Ганди произнес речь на тему, которая стала ему близка, — «О честности в делах». Нужно было восстановить подмоченную репутацию беспринципных индийских купцов, которые утверждали, что «истина и бизнес несовместимы», а тем самым причиняли вред тысячам своих соотечественников, о которых судили по ним. И потом, Ганди не мог допустить рассуждений о том, что практические дела — это одно, а религия — совсем другое. Итак, прочитав индийцам нотацию с целью «пробудить в купцах сознание долга, которое им вдвойне необходимо», призвав их соблюдать гигиену (что было очень важно для англичан) и доказав, что различиями между индусами, мусульманами, фарси, христианами можно пренебречь, он предложил им создать ассоциацию, которой он посвятит все свое свободное время: ее целью будет делать представления властям относительно притеснений, которым подвергалась индийская община. Чтобы доказать серьезность своих намерений, он предложил обучать английскому языку всех, кто пожелает. О степени ответственности судят по готовности взять на себя практические заботы; жизнь Ганди, реформатора-прагматика, входившего в организацию всех дел до мельчайших подробностей, с лихвой это подтвердила.

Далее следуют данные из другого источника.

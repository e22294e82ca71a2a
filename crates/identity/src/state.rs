//! Authentication state machine.
//!
//! One authentication call walks these states under the engine lock:
//!
//! ```text
//! Init
//!     ↓ (begin)
//! AwaitingChallenge ──(register)──→ RegistrationRequired
//!     ↓ (challenge)                     ↓
//! Authenticating                    Registering
//!     ↓                                 ↓ (registered, once per call)
//! Authenticated                     AwaitingChallenge
//! ```
//!
//! Any state can move to `Failed`. `Authenticated` and `Failed` are terminal
//! until the next `begin`.

use std::collections::VecDeque;

use serde::{Deserialize, Serialize};

use crate::error::AuthError;

/// Maximum number of state transitions to track in history.
const MAX_HISTORY_SIZE: usize = 100;

#[derive(Debug, Clone, PartialEq, Eq, Serialize, Deserialize)]
pub enum AuthState {
    Init,
    AwaitingChallenge,
    RegistrationRequired,
    Registering,
    Authenticating {
        /// BLAKE3 of the challenge, for audit
        challenge_hash: Vec<u8>,
    },
    Authenticated {
        key_id: String,
    },
    Failed {
        error: String,
    },
}

impl AuthState {
    pub fn is_terminal(&self) -> bool {
        matches!(self, AuthState::Authenticated { .. } | AuthState::Failed { .. })
    }

    fn name(&self) -> &'static str {
        match self {
            AuthState::Init => "Init",
            AuthState::AwaitingChallenge => "AwaitingChallenge",
            AuthState::RegistrationRequired => "RegistrationRequired",
            AuthState::Registering => "Registering",
            AuthState::Authenticating { .. } => "Authenticating",
            AuthState::Authenticated { .. } => "Authenticated",
            AuthState::Failed { .. } => "Failed",
        }
    }
}

/// Record of a state transition for audit trail.
#[derive(Debug, Clone, Serialize, Deserialize)]
pub struct StateTransition {
    pub from_state: String,
    pub to_state: String,
    /// Milliseconds since the Unix epoch
    pub timestamp: u64,
    pub reason: Option<String>,
    pub transition_hash: Vec<u8>,
}

pub struct AuthStateMachine {
    current_state: AuthState,
    history: VecDeque<StateTransition>,
    /// Registrations completed since the last `begin`
    registrations: u32,
}

impl AuthStateMachine {
    pub fn new() -> Self {
        Self {
            current_state: AuthState::Init,
            history: VecDeque::with_capacity(MAX_HISTORY_SIZE),
            registrations: 0,
        }
    }

    pub fn current_state(&self) -> &AuthState {
        &self.current_state
    }

    pub fn history(&self) -> &VecDeque<StateTransition> {
        &self.history
    }

    pub fn registrations(&self) -> u32 {
        self.registrations
    }

    /// Init | Authenticated | Failed → AwaitingChallenge
    pub fn begin(&mut self) -> Result<(), AuthError> {
        match &self.current_state {
            AuthState::Init | AuthState::Authenticated { .. } | AuthState::Failed { .. } => {
                self.registrations = 0;
                self.transition(AuthState::AwaitingChallenge, Some("Authentication started"));
                Ok(())
            }
            other => Err(AuthError::InvalidTransition(format!(
                "Cannot begin authentication from {}",
                other.name()
            ))),
        }
    }

    /// AwaitingChallenge → RegistrationRequired
    ///
    /// A second registration demand within one call is a loop.
    pub fn on_registration_required(&mut self) -> Result<(), AuthError> {
        match &self.current_state {
            AuthState::AwaitingChallenge if self.registrations > 0 => Err(AuthError::RegistrationLoop),
            AuthState::AwaitingChallenge => {
                self.transition(AuthState::RegistrationRequired, Some("Authority requested registration"));
                Ok(())
            }
            other => Err(self.invalid("registration required", other)),
        }
    }

    /// RegistrationRequired → Registering
    pub fn on_registering(&mut self) -> Result<(), AuthError> {
        match &self.current_state {
            AuthState::RegistrationRequired => {
                self.transition(AuthState::Registering, None);
                Ok(())
            }
            other => Err(self.invalid("registering", other)),
        }
    }

    /// Registering → AwaitingChallenge
    pub fn on_registered(&mut self) -> Result<(), AuthError> {
        match &self.current_state {
            AuthState::Registering => {
                self.registrations += 1;
                self.transition(AuthState::AwaitingChallenge, Some("Device registered"));
                Ok(())
            }
            other => Err(self.invalid("registered", other)),
        }
    }

    /// AwaitingChallenge → Authenticating
    pub fn on_challenge_received(&mut self, challenge: &str) -> Result<(), AuthError> {
        match &self.current_state {
            AuthState::AwaitingChallenge => {
                let challenge_hash = blake3::hash(challenge.as_bytes()).as_bytes().to_vec();
                self.transition(AuthState::Authenticating { challenge_hash }, None);
                Ok(())
            }
            other => Err(self.invalid("challenge received", other)),
        }
    }

    /// Authenticating → Authenticated
    pub fn on_authenticated(&mut self, key_id: &str) -> Result<(), AuthError> {
        match &self.current_state {
            AuthState::Authenticating { .. } => {
                self.transition(
                    AuthState::Authenticated {
                        key_id: key_id.to_string(),
                    },
                    None,
                );
                Ok(())
            }
            other => Err(self.invalid("authenticated", other)),
        }
    }

    /// Any → Failed
    pub fn on_failure(&mut self, error: &AuthError) {
        let reason = format!("Authentication failed: {}", error);
        self.transition(
            AuthState::Failed {
                error: error.to_string(),
            },
            Some(&reason),
        );
    }

    fn invalid(&self, event: &str, state: &AuthState) -> AuthError {
        AuthError::InvalidTransition(format!("'{}' is not valid in state {}", event, state.name()))
    }

    fn transition(&mut self, new_state: AuthState, reason: Option<&str>) {
        let now = current_timestamp();
        let from_state = format!("{:?}", self.current_state);
        let to_state = format!("{:?}", new_state);

        let transition_data = format!("{}->{};{}", from_state, to_state, now);
        let transition_hash = blake3::hash(transition_data.as_bytes()).as_bytes().to_vec();

        self.current_state = new_state;

        if self.history.len() >= MAX_HISTORY_SIZE {
            self.history.pop_front();
        }
        self.history.push_back(StateTransition {
            from_state,
            to_state,
            timestamp: now,
            reason: reason.map(str::to_string),
            transition_hash,
        });
    }
}

impl Default for AuthStateMachine {
    fn default() -> Self {
        Self::new()
    }
}

fn current_timestamp() -> u64 {
    use std::time::{SystemTime, UNIX_EPOCH};
    SystemTime::now()
        .duration_since(UNIX_EPOCH)
        .unwrap_or_default()
        .as_millis() as u64
}

#[cfg(test)]
mod tests {
    use super::*;

    #[test]
    fn test_direct_authentication_path() {
        let mut sm = AuthStateMachine::new();
        sm.begin().unwrap();
        sm.on_challenge_received("nonce").unwrap();
        assert!(matches!(sm.current_state(), AuthState::Authenticating { .. }));
        sm.on_authenticated("kid-1").unwrap();
        assert_eq!(
            *sm.current_state(),
            AuthState::Authenticated {
                key_id: "kid-1".to_string()
            }
        );
        assert!(sm.current_state().is_terminal());
        assert_eq!(sm.history().len(), 3);
    }

    #[test]
    fn test_registration_once_per_call() {
        let mut sm = AuthStateMachine::new();
        sm.begin().unwrap();
        sm.on_registration_required().unwrap();
        sm.on_registering().unwrap();
        sm.on_registered().unwrap();
        assert_eq!(*sm.current_state(), AuthState::AwaitingChallenge);
        assert_eq!(sm.registrations(), 1);

        assert!(matches!(
            sm.on_registration_required(),
            Err(AuthError::RegistrationLoop)
        ));
    }

    #[test]
    fn test_begin_resets_registration_count() {
        let mut sm = AuthStateMachine::new();
        sm.begin().unwrap();
        sm.on_registration_required().unwrap();
        sm.on_registering().unwrap();
        sm.on_registered().unwrap();
        sm.on_failure(&AuthError::Protocol("boom".to_string()));

        sm.begin().unwrap();
        assert_eq!(sm.registrations(), 0);
        assert!(sm.on_registration_required().is_ok());
    }

    #[test]
    fn test_invalid_transitions_rejected() {
        let mut sm = AuthStateMachine::new();
        assert!(sm.on_registering().is_err());
        assert!(sm.on_authenticated("k").is_err());
        sm.begin().unwrap();
        assert!(sm.begin().is_err());
    }

    #[test]
    fn test_history_is_bounded() {
        let mut sm = AuthStateMachine::new();
        for _ in 0..60 {
            sm.begin().unwrap();
            sm.on_failure(&AuthError::Protocol("x".to_string()));
        }
        assert_eq!(sm.history().len(), MAX_HISTORY_SIZE);
        assert!(sm.history().iter().all(|t| t.transition_hash.len() == 32));
    }
}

Это выступление имело большой успех.
Примерно год спустя, когда Ганди уезжал из Претории, там не было ни одного индийца, которого бы он не знал и чьи условия жизни не были бы ему знакомы: он досконально изучил социальное, экономическое и политическое положение индийцев в Трансваале и Оранжевой Республике, дополнив это исследование собственным опытом, столь же горьким, как предыдущий. Кроме того, он вполне преуспел как адвокат. Он вел процесс, где на кону были крупная сумма в 40 тысяч фунтов и интересы двух крупнейших индийских купцов в Южной Африке. Ганди надо было изучать счета Абдуллы и служить связующим звеном между адвокатами — скромная роль, но благодаря ей он понаторел в бухгалтерском учете и искусстве перевода (ему приходилось переводить документы с гуджаратского диалекта). Работа настолько захватила его, что он окунулся в нее с головой, отодвинув на второй план интересы духовного и религиозного порядка, пробудившиеся благодаря новым знакомствам. В конце концов, его профессия состоит не из блеска красноречия и не умения приводить цитаты, а из изучения фактов: факты ведут к истине. Дело Абдуллы представлялось выигрышным, но процесс оказался разорительным для обеих сторон, он бесконечно затягивался в условиях всеобщей недобросовестности… Раздосадованный тем, что столько времени было потеряно зря и столько труда пошло насмарку, Ганди старался свести дело к компромиссу, который в результате и приняли. И поскольку его клиент выиграл, он заручился его согласием, чтобы побежденный соперник мог уплатить полагающуюся сумму в рассрочку в течение достаточно продолжительного времени, тогда он не разорится. Ганди понял, что «истинная миссия служителя закона заключается в том, чтобы заполнить пропасть между противоборствующими сторонами», и в те 20 лет, что он занимался своей профессией в Южной Африке, он всегда старался привести дело к полюбовному соглашению. «Я ничего не потерял в этом деле, — заключает он, — даже денег, и уж конечно не потерял свою душу».